Because the researchers could sequence all the DNA in the sample, they also recovered information about the microbial community associated with the bobcat. Since these microbes can directly influence the health of an animal, understanding the community can give conservationists even more knowledge about the wildlife populations they study.
“As species become endangered or respond to climate change their range can shift, and the distribution of pathogens are moving as well. If you can recover information about what microbes are associated with your species of interest, you can assess whether they are microbes with positive benefits or detrimental pathogens,” Duffy said. “You might be able to tell if a wild population is healthy or not, without having to ever see or interact with individual animals.”
The depth of the research was only possible thanks to a collaboration with the Jacksonville Zoo and Gardens. Zookeepers provided access to their bobcat’s enclosure, which allowed Duffy’s team to calibrate and confirm their techniques for the wild bobcat prints. They also showed that Abby, the zoo’s bobcat, which had been confiscated as an illegal pet, likely came from a southern U.S. population, as her DNA resembled that of Texas-area bobcats.
“While you can do some interesting analysis with one set of wild samples, you really need more than that to test these things rigorously. If it wasn’t for our collaborators at the Jacksonville Zoo, we would’ve had only one set of samples to trial these techniques on,” Duffy said.
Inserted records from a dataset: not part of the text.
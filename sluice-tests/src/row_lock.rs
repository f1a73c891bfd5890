use crate::{executor, expect_error_kind};
use sluice::{Connection, ErrorKind, ExecutorConfig};
use std::time::Duration;
use tokio::time::sleep;

pub async fn row_lock<C: Connection>(url: &str) {
    let executor = executor::<C>(url, 2, ExecutorConfig::default());
    let locks = executor
        .row_lock("lock_tbl")
        .await
        .expect("Could not create the lock table");
    let expire = Duration::from_secs(60);

    let token = locks
        .try_lock("job", expire)
        .await
        .expect("Could not try the lock")
        .expect("The lock is free");
    assert!(
        locks
            .try_lock("job", expire)
            .await
            .expect("Could not try the lock")
            .is_none()
    );
    assert_eq!(
        locks.holder("job").await.expect("Could not read the holder"),
        Some(token.clone())
    );
    assert!(
        !locks
            .unlock("job", "someone else")
            .await
            .expect("Could not unlock")
    );
    assert!(locks.refresh("job", &token).await.expect("Could not refresh"));
    assert!(locks.unlock("job", &token).await.expect("Could not unlock"));
    assert!(!locks.unlock("job", &token).await.expect("Could not unlock"));
    assert_eq!(
        locks.holder("job").await.expect("Could not read the holder"),
        None
    );
    assert!(!locks.refresh("job", &token).await.expect("Could not refresh"));

    // Locks are independent, and the same table can be opened twice
    let again = executor
        .row_lock("lock_tbl")
        .await
        .expect("Could not open the lock table");
    let a = again
        .try_lock("a", expire)
        .await
        .expect("Could not try the lock");
    let b = locks
        .try_lock("b", expire)
        .await
        .expect("Could not try the lock");
    assert!(a.is_some() && b.is_some());
    assert_ne!(a, b);

    // A holder that stopped refreshing loses the lock
    let stale = locks
        .try_lock("stale", expire)
        .await
        .expect("Could not try the lock")
        .expect("The lock is free");
    sleep(Duration::from_millis(50)).await;
    let taken = locks
        .try_lock("stale", Duration::from_millis(10))
        .await
        .expect("Could not try the lock")
        .expect("The abandoned lock must be taken over");
    assert_ne!(stale, taken);
    assert!(!locks.refresh("stale", &stale).await.expect("Could not refresh"));
    assert!(locks.refresh("stale", &taken).await.expect("Could not refresh"));

    // Polling
    let held = locks
        .lock(
            "poll",
            expire,
            Duration::from_millis(500),
            Duration::from_millis(20),
        )
        .await
        .expect("Could not lock")
        .expect("The lock is free");
    let waited = locks
        .lock(
            "poll",
            expire,
            Duration::from_millis(100),
            Duration::from_millis(20),
        )
        .await
        .expect("Could not lock");
    assert!(waited.is_none());
    assert!(locks.unlock("poll", &held).await.expect("Could not unlock"));
    assert!(
        locks
            .lock("poll", expire, Duration::ZERO, Duration::from_millis(20))
            .await
            .expect("Could not lock")
            .is_some()
    );

    assert!(matches!(
        expect_error_kind(locks.try_lock("", expire).await),
        ErrorKind::InvalidArgument(..)
    ));
    assert!(matches!(
        expect_error_kind(locks.try_lock("job", Duration::ZERO).await),
        ErrorKind::InvalidArgument(..)
    ));
    assert!(matches!(
        expect_error_kind(locks.unlock("job", "").await),
        ErrorKind::InvalidArgument(..)
    ));
    assert!(matches!(
        expect_error_kind(executor.row_lock(" ").await),
        ErrorKind::InvalidArgument(..)
    ));
    assert_eq!(executor.source().pool().stats().in_use(), 0);
}
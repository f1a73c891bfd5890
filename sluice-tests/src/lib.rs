mod batch;
mod broker;
mod cursor;
mod query;
mod row_lock;
mod sequence;
mod transaction;
mod values;

pub use batch::batch;
pub use broker::broker;
pub use cursor::cursor;
pub use query::query;
pub use row_lock::row_lock;
pub use sequence::sequence;
pub use transaction::transaction;
pub use values::values;

use log::LevelFilter;
use sluice::{
    Connection, DataSource, ErrorKind, ExecutorConfig, Pool, PoolConfig, Result, SqlExecutor,
    error_kind,
};
use std::env;

pub fn init_logs() {
    let mut logger = env_logger::builder();
    logger
        .is_test(true)
        .format_file(true)
        .format_line_number(true);
    if env::var("RUST_LOG").is_err() {
        logger.filter_level(LevelFilter::Warn);
    }
    let _ = logger.try_init();
}

/// Executor over a fresh pool of at most `max_size` connections to `url`.
pub fn executor<C: Connection>(
    url: &str,
    max_size: usize,
    config: ExecutorConfig,
) -> SqlExecutor<Pool<C>> {
    let pool = Pool::<C>::new(PoolConfig::new(url).with_max_size(max_size))
        .expect("Could not create the pool");
    SqlExecutor::new(DataSource::new(pool), config).expect("Invalid executor configuration")
}

/// Kind of the error `result` must hold.
pub fn expect_error_kind<T>(result: Result<T>) -> ErrorKind {
    match result {
        Ok(..) => panic!("Expected the operation to fail"),
        Err(error) => error_kind(&error)
            .cloned()
            .unwrap_or_else(|| panic!("Expected an error raised by sluice, got: {:#}", error)),
    }
}

/// Run every suite against the database at `url`. Suites use distinct tables.
pub async fn execute_tests<C: Connection>(url: &str) {
    query::<C>(url).await;
    values::<C>(url).await;
    batch::<C>(url).await;
    broker::<C>(url).await;
    transaction::<C>(url).await;
    cursor::<C>(url).await;
    sequence::<C>(url).await;
    row_lock::<C>(url).await;
}

#[macro_export]
macro_rules! silent_logs {
    ($($code:tt)+) => {{
        let level = log::max_level();
        log::set_max_level(log::LevelFilter::Off);
        $($code)+
        log::set_max_level(level);
    }};
}
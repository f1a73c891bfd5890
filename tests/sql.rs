#[cfg(test)]
mod tests {
    use indoc::indoc;
    use sluice::{
        ErrorKind, GenericSqlWriter, ParsedSql, SqlCache, SqlWriter, Value, error_kind,
        named_params, params,
    };
    use sluice_sqlite::SqliteSqlWriter;
    use std::sync::Arc;

    const WRITER: SqliteSqlWriter = SqliteSqlWriter {};

    #[test]
    fn multiline_named() {
        let parsed = ParsedSql::parse(
            indoc! {"
                -- totals by :customer, not a parameter
                SELECT o.id, o.total::TEXT
                FROM \"order\" o
                /* :ignored */
                WHERE o.customer = :customer
                  AND o.created > #{ since }
                  AND o.note <> 'a :literal'
            "},
            &WRITER,
        )
        .unwrap();
        assert_eq!(
            parsed.sql(),
            indoc! {"
                -- totals by :customer, not a parameter
                SELECT o.id, o.total::TEXT
                FROM \"order\" o
                /* :ignored */
                WHERE o.customer = ?
                  AND o.created > ?
                  AND o.note <> 'a :literal'
            "}
        );
        assert_eq!(parsed.names(), ["customer", "since"]);
        assert!(parsed.is_named());
        let values = parsed
            .resolve(&named_params! { "since" => 10, "customer" => "acme", "unused" => true })
            .unwrap();
        assert_eq!(values, [Value::Varchar("acme".into()), Value::Int64(10)]);
    }

    #[test]
    fn positional() {
        let parsed = ParsedSql::parse("UPDATE t SET a = ?, b = ? WHERE id = ?", &WRITER).unwrap();
        assert_eq!(parsed.parameter_count(), 3);
        assert!(!parsed.is_named());
        assert_eq!(parsed.resolve(&params![1, 2, 3]).unwrap().len(), 3);
        let error = parsed.resolve(&params![1, 2]).unwrap_err();
        assert!(matches!(
            error_kind(&error),
            Some(ErrorKind::InvalidArgument(..))
        ));
        assert!(parsed.resolve(&().into()).is_err());
    }

    #[test]
    fn malformed() {
        for sql in [
            "SELECT * FROM t WHERE a = ? AND b = :b",
            "SELECT * FROM t WHERE a = #{a",
            "SELECT * FROM t WHERE a = #{ }",
        ] {
            let error = ParsedSql::parse(sql, &WRITER).unwrap_err();
            assert!(
                matches!(error_kind(&error), Some(ErrorKind::InvalidArgument(..))),
                "{}",
                sql
            );
        }
    }

    #[test]
    fn cache() {
        let cache = SqlCache::new(2);
        let a = cache.get_or_parse("SELECT ?", &WRITER).unwrap();
        let b = cache.get_or_parse("SELECT ?", &WRITER).unwrap();
        assert!(Arc::ptr_eq(&a, &b));
        cache.get_or_parse("SELECT 1", &WRITER).unwrap();
        assert_eq!(cache.len(), 2);
        cache.get_or_parse("SELECT 2", &WRITER).unwrap();
        assert_eq!(cache.len(), 1);
        assert!(cache.get_or_parse("SELECT #{", &WRITER).is_err());
        assert_eq!(cache.len(), 1);

        let disabled = SqlCache::new(0);
        disabled.get_or_parse("SELECT ?", &WRITER).unwrap();
        assert!(disabled.is_empty());
    }

    #[test]
    fn sequence_statements() {
        let mut out = String::new();
        GenericSqlWriter.write_create_sequence_table(&mut out, "seq_tbl");
        assert_eq!(
            out,
            indoc! {r#"
                CREATE TABLE IF NOT EXISTS "seq_tbl" (seq_name VARCHAR(64), next_val BIGINT, update_time TIMESTAMP NOT NULL, create_time TIMESTAMP NOT NULL, UNIQUE (seq_name))
            "#}
            .trim()
        );
        out.clear();
        GenericSqlWriter.write_advance_sequence(&mut out, "seq_tbl");
        assert_eq!(
            out,
            r#"UPDATE "seq_tbl" SET next_val = ?, update_time = ? WHERE next_val = ? AND seq_name = ?"#
        );
        out.clear();
        WRITER.write_insert_sequence(&mut out, "seq_tbl");
        assert_eq!(
            out,
            r#"INSERT OR IGNORE INTO "seq_tbl" (seq_name, next_val, update_time, create_time) VALUES (?, ?, ?, ?)"#
        );
    }

    #[test]
    fn lock_statements() {
        let mut out = String::new();
        WRITER.write_create_lock_table(&mut out, "lock_tbl");
        assert_eq!(
            out,
            r#"CREATE TABLE IF NOT EXISTS "lock_tbl" (lock_name VARCHAR(64) NOT NULL, holder VARCHAR(64) NOT NULL, update_time TEXT NOT NULL, create_time TEXT NOT NULL, UNIQUE (lock_name))"#
        );
        out.clear();
        WRITER.write_acquire_lock(&mut out, "lock_tbl");
        assert_eq!(
            out,
            r#"UPDATE "lock_tbl" SET holder = ?, update_time = ? WHERE lock_name = ? AND (holder = ? OR update_time < ?)"#
        );
        out.clear();
        WRITER.write_swap_lock(&mut out, "lock_tbl");
        assert_eq!(
            out,
            r#"UPDATE "lock_tbl" SET holder = ?, update_time = ? WHERE lock_name = ? AND holder = ?"#
        );
    }

    #[test]
    fn transaction_statements() {
        let mut out = String::new();
        GenericSqlWriter.write_transaction_begin(&mut out);
        out.push_str("; ");
        GenericSqlWriter.write_transaction_rollback(&mut out);
        assert_eq!(out, "BEGIN; ROLLBACK");
        out.clear();
        GenericSqlWriter.write_isolation_level(&mut out, sluice::IsolationLevel::RepeatableRead);
        assert_eq!(out, "SET TRANSACTION ISOLATION LEVEL REPEATABLE READ");
    }
}
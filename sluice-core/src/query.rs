use crate::{Driver, Error, Prepared, Result, Value, truncate_long};
use std::{
    fmt::{self, Display},
    sync::Arc,
};

/// Statement handed to [`crate::Executor::run`]: plain SQL text, or a statement the driver
/// prepared and parameters can be bound to.
#[derive(Debug)]
pub enum Query<D: Driver> {
    Raw(String),
    Prepared(D::Prepared),
}

impl<D: Driver> Query<D> {
    /// Drop the current parameters and bind `values` positionally.
    pub fn bind_all<'v>(&mut self, values: impl IntoIterator<Item = &'v Value>) -> Result<&mut Self> {
        let Self::Prepared(prepared) = self else {
            return Err(Error::msg("Parameters can only be bound to a prepared statement"));
        };
        prepared.clear_bindings()?;
        for value in values {
            prepared.bind(value.clone())?;
        }
        Ok(self)
    }
}

impl<D: Driver> From<&str> for Query<D> {
    fn from(sql: &str) -> Self {
        Query::Raw(sql.to_string())
    }
}

impl<D: Driver> From<String> for Query<D> {
    fn from(sql: String) -> Self {
        Query::Raw(sql)
    }
}

impl<D: Driver> Display for Query<D> {
    fn fmt(&self, f: &mut fmt::Formatter<'_>) -> fmt::Result {
        match self {
            Query::Raw(sql) => write!(f, "{}", truncate_long!(sql)),
            Query::Prepared(prepared) => prepared.fmt(f),
        }
    }
}

/// Outcome of a statement that writes.
#[derive(Default, Debug, Clone, Copy, PartialEq, Eq)]
pub struct RowsAffected {
    pub rows_affected: u64,
    /// Key of the row the statement inserted. Never set by updates or deletes.
    pub inserted_id: Option<i64>,
}

/// Sums the counts, the latest inserted key wins.
impl Extend<RowsAffected> for RowsAffected {
    fn extend<T: IntoIterator<Item = RowsAffected>>(&mut self, iter: T) {
        for affected in iter {
            self.rows_affected += affected.rows_affected;
            self.inserted_id = affected.inserted_id.or(self.inserted_id);
        }
    }
}

/// Column names, shared by every row of a result.
pub type RowNames = Arc<[String]>;
pub type Row = Box<[Value]>;

/// A row together with the names of its columns, `values[i]` belongs to `labels[i]`.
#[derive(Debug, Clone, PartialEq)]
pub struct RowLabeled {
    pub labels: RowNames,
    pub values: Row,
}

impl RowLabeled {
    pub fn new(labels: RowNames, values: Row) -> Self {
        Self { labels, values }
    }
}

/// Item streamed by [`crate::Executor::run`].
#[derive(Debug)]
pub enum QueryResult {
    Row(RowLabeled),
    Affected(RowsAffected),
}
The researchers also demonstrated that they could distinguish between samples from bobcats and the closely related Canada lynx. Because bobcats and the lynx have overlapping ranges in the northern U.S., having methods that can tell one species from another could help scientists analyze the species separately, which might be impossible relying on tracks alone.
In another recent study, the bobcat print samples helped the scientists show that eDNA persists for different durations in the environment depending on where in the cell it came from. These findings will help scientists more carefully interpret eDNA results in the future.
“Because these eDNA techniques are non-invasive, you don’t have to intrude upon the species you are studying,” Duffy said. “That makes them really beneficial to scientists studying endangered species and to the species themselves.”